Flintshire Observer – 20 May 1915 – Rhyl Soldier’s Death. News has reached Rhyl of the death of Corporal Frederick Roberts of Mulgrave, Rhyl, who was killed in France. The Captain of his Regiment (5th King’s Liverpool), writing to his relatives says that Roberts went out early in the morning to catch a German Sniper, who had been doing a great deal of damage. With his usual bravery and utter disregard for his own safety, he went forward, but was shot by the sniper. Frederick Roberts had a very eventful career and was about to take up a commission in the Welsh Army Corps at Llandudno.
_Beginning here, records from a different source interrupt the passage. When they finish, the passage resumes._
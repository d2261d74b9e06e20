// Tests for deferred evaluation, cooperative cancellation and concurrent use
mod common;

use common::*;
use nestql_core::ast::{Expr, ExprKind, FromSource, JoinKind, NAryOp, Select};
use nestql_core::value::ValueIter;
use nestql_core::{
    compile, CancellationToken, CompileOptions, EvalResult, LazyBindingsBuilder, MapBindings, Seq,
    Session, Value,
};
use rayon::prelude::*;
use serde_json::json;
use std::sync::atomic::{AtomicUsize, Ordering};
use std::sync::Arc;

fn unbounded() -> Value {
    Value::Bag(Seq::deferred(|| -> ValueIter { Box::new((0..).map(|i| Ok(Value::Int(i)))) }))
}

fn doubled(source: &str) -> Expr {
    Expr::select(select_value(
        op(NAryOp::Mul, vec![var("x"), Expr::int(2)]),
        scan(source, "x"),
    ))
}

#[test]
fn test_evaluate_defers_the_scan() {
    let calls = Arc::new(AtomicUsize::new(0));
    let counter = calls.clone();
    let globals = LazyBindingsBuilder::new()
        .add("src", move || {
            counter.fetch_add(1, Ordering::SeqCst);
            Ok(Value::list(vec![Value::Int(1), Value::Int(2)]))
        })
        .build();
    let session = Session::builder().globals(globals).build();

    let result = compile(Arc::new(CompileOptions::default()), &doubled("src"))
        .unwrap()
        .evaluate(&session)
        .unwrap();
    assert_eq!(calls.load(Ordering::SeqCst), 0);

    let seq = result.as_seq().unwrap();
    let first: Vec<Value> = seq.iter().collect::<EvalResult<_>>().unwrap();
    let second: Vec<Value> = seq.iter().collect::<EvalResult<_>>().unwrap();
    assert_eq!(first, vec![Value::Int(2), Value::Int(4)]);
    assert_eq!(first, second);
    // The supplier result is cached by the global bindings
    assert_eq!(calls.load(Ordering::SeqCst), 1);
}

#[test]
fn test_unbounded_source_with_limit() {
    let query = Expr::select(Select {
        limit: Some(Box::new(Expr::int(3))),
        ..select_value(var("x"), scan("inf", "x"))
    });
    let session = Session::builder()
        .globals(MapBindings::new().with("inf", unbounded()))
        .build();
    let result = compile(Arc::new(CompileOptions::default()), &query)
        .unwrap()
        .evaluate_forced(&session)
        .unwrap();
    assert_eq!(result, Value::bag(vec![Value::Int(0), Value::Int(1), Value::Int(2)]));
}

#[test]
fn test_cancellation_interrupts_iteration() {
    let token = CancellationToken::new();
    let session = Session::builder()
        .globals(MapBindings::new().with("inf", unbounded()))
        .cancellation(token.clone())
        .build();
    let result = compile(Arc::new(CompileOptions::permissive()), &doubled("inf"))
        .unwrap()
        .evaluate(&session)
        .unwrap();

    let mut iter = result.as_seq().unwrap().iter();
    for expected in 0..10 {
        assert_eq!(iter.next().unwrap().unwrap(), Value::Int(expected * 2));
    }

    token.cancel();
    let err = iter.next().unwrap().unwrap_err();
    assert!(err.is_interrupted());
    assert!(!err.is_data_condition());
    assert!(iter.next().is_none());
}

#[test]
fn test_cancellation_stops_cross_product() {
    // Unbounded on both sides: only the token ends this join.
    let query = Expr::select(select_value(
        var("a"),
        FromSource::Join {
            kind: JoinKind::Left,
            left: Box::new(scan("inf", "a")),
            right: Box::new(scan("inf", "b")),
            on: Some(Box::new(Expr::nary(NAryOp::Lt, vec![var("b"), Expr::int(0)]))),
        },
    ));
    let token = CancellationToken::new();
    let session = Session::builder()
        .globals(MapBindings::new().with("inf", unbounded()))
        .cancellation(token.clone())
        .build();
    let result = compile(Arc::new(CompileOptions::default()), &query)
        .unwrap()
        .evaluate(&session)
        .unwrap();

    let canceller = std::thread::spawn(move || {
        std::thread::sleep(std::time::Duration::from_millis(20));
        token.cancel();
    });
    let err = result.force().unwrap_err();
    canceller.join().unwrap();
    assert!(err.is_interrupted());
}

#[test]
fn test_cancellation_interrupts_a_comparison() {
    // Comparing an unbounded subquery against a bag never finishes on its own
    let query = Expr::nary(
        NAryOp::Eq,
        vec![
            Expr::select(select_value(var("x"), scan("inf", "x"))),
            Expr::new(ExprKind::Bag(vec![])),
        ],
    );
    let token = CancellationToken::new();
    let session = Session::builder()
        .globals(MapBindings::new().with("inf", unbounded()))
        .cancellation(token.clone())
        .build();
    let compiled = compile(Arc::new(CompileOptions::permissive()), &query).unwrap();

    let canceller = std::thread::spawn(move || {
        std::thread::sleep(std::time::Duration::from_millis(20));
        token.cancel();
    });
    let err = compiled.evaluate(&session).unwrap_err();
    canceller.join().unwrap();
    assert!(err.is_interrupted());
    assert!(!err.is_data_condition());
}

#[test]
fn test_compiled_query_is_shared_across_threads() {
    let query = Arc::new(compile(Arc::new(CompileOptions::default()), &doubled("rows")).unwrap());

    let totals: Vec<i64> = (0..64i64)
        .into_par_iter()
        .map(|n| {
            let rows: Vec<serde_json::Value> = (0..n).map(|i| json!(i)).collect();
            let result = query
                .evaluate_forced(&session(json!({ "rows": rows })))
                .unwrap();
            let values = result.as_seq().unwrap().force().unwrap();
            values.iter().map(|v| v.as_i64().unwrap()).sum()
        })
        .collect();

    for (n, total) in totals.into_iter().enumerate() {
        let n = n as i64;
        assert_eq!(total, n * (n - 1));
    }
}
use std::path::PathBuf;
use std::process::ExitCode;

use anyhow::Context;
use clap::{Parser, ValueEnum};
use nestql::config::CONFIG_FILE_NAME;
use nestql::{Config, Request};
use nestql_core::{CancellationToken, EvalError, TypingMode};
use tracing_subscriber::{layer::SubscriberExt, util::SubscriberInitExt};

#[derive(Parser, Debug)]
#[command(name = "nestql")]
#[command(about = "nestql - evaluate a query tree against nested JSON data", long_about = None)]
struct Args {
    /// Serialized query tree (JSON)
    #[arg(short, long)]
    query: PathBuf,

    /// JSON object whose top-level fields become global bindings
    #[arg(short, long)]
    data: Option<PathBuf>,

    /// Positional parameter as JSON, bound in order (e.g., --param 42 --param '"x"')
    #[arg(long = "param")]
    params: Vec<String>,

    /// Directory containing nestql.toml and .env
    #[arg(long, default_value = ".")]
    config: PathBuf,

    /// Override the configured typing mode
    #[arg(long, value_enum)]
    typing_mode: Option<TypingModeArg>,

    /// Write the effective configuration (overrides included) to nestql.toml in the config directory
    #[arg(long)]
    save_config: bool,
}

#[derive(Debug, Clone, Copy, ValueEnum)]
enum TypingModeArg {
    Legacy,
    Permissive,
}

impl From<TypingModeArg> for TypingMode {
    fn from(arg: TypingModeArg) -> Self {
        match arg {
            TypingModeArg::Legacy => TypingMode::Legacy,
            TypingModeArg::Permissive => TypingMode::Permissive,
        }
    }
}

/// Load the configuration, apply command-line overrides and persist it when asked.
fn resolve_config(args: &Args) -> anyhow::Result<Config> {
    let mut config = Config::load(&args.config)?;
    if let Some(mode) = args.typing_mode {
        config.compile.typing_mode = mode.into();
    }
    if args.save_config {
        config
            .save(&args.config)
            .with_context(|| format!("cannot write configuration to {}", args.config.display()))?;
    }
    Ok(config)
}

fn execute(args: Args) -> anyhow::Result<()> {
    let config = resolve_config(&args)?;

    // Initialize logging
    tracing_subscriber::registry()
        .with(
            tracing_subscriber::EnvFilter::try_from_default_env()
                .unwrap_or_else(|_| config.log.filter.as_str().into()),
        )
        .with(tracing_subscriber::fmt::layer().with_writer(std::io::stderr))
        .init();

    if args.save_config {
        tracing::info!("saved configuration to {}", args.config.join(CONFIG_FILE_NAME).display());
    }

    let query = std::fs::read_to_string(&args.query)
        .with_context(|| format!("cannot read {}", args.query.display()))?;
    let data = match &args.data {
        Some(path) => Some(
            std::fs::read_to_string(path)
                .with_context(|| format!("cannot read {}", path.display()))?,
        ),
        None => None,
    };

    let request = Request::from_json(&query, data.as_deref(), &args.params)?;
    tracing::debug!(typing_mode = ?config.compile.typing_mode, "evaluating {}", args.query.display());

    let result = nestql::run(config.compile_options(), request, CancellationToken::new())?;
    println!("{}", serde_json::to_string_pretty(&result)?);
    Ok(())
}

fn main() -> ExitCode {
    let args = Args::parse();

    match execute(args) {
        Ok(()) => ExitCode::SUCCESS,
        Err(err) => match err.downcast_ref::<EvalError>() {
            Some(eval) => {
                eprintln!("error[{:?}]: {}", eval.code(), eval);
                if eval.is_interrupted() {
                    ExitCode::from(2)
                } else {
                    ExitCode::FAILURE
                }
            }
            None => {
                eprintln!("error: {:#}", err);
                ExitCode::FAILURE
            }
        },
    }
}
Before enlisting he was at sea and held a Master Mariner’s Certificate. In January 1914, while on the Booth Line ‘Gregory’, he went with a crew of five in a small boat to the assistance of the oil steamer ‘Oklahoma’, which had broken in two off Atlantic City. Diving into the water he swam with life lines to the distressed vessel, and was the means of saving the crew. For this gallant action he was entertained to a banquet at New York and presented with a gold medal and 500 dollars.
The National Probate Calendar for 1915, which was administered in St. Asaph, Denbighshire states that Frederick David Roberts of Mulgrave House, North Drive, Rhyl, Flintshire on his death bequeaths the sun of £839. 13s. 6d. to his brother, George Henry Roberts.
On 27 July 1915, a payment of £8. 11s. 8d. was made by the War Office to George Henry Roberts, being monies owed to his brother Frederick. On 28 July 1919, a further payment which is recorded as a War Gratuity of £4. 0s. 0d. was also made to him.
He is also remembered on The North Wales Heroes Memorial Arch, Deiniol Road, Bangor, North Wales and on a Remembrance Plaque at The Royal Alexandra Hospital, Marine Drive, Rhyl, Flintshire.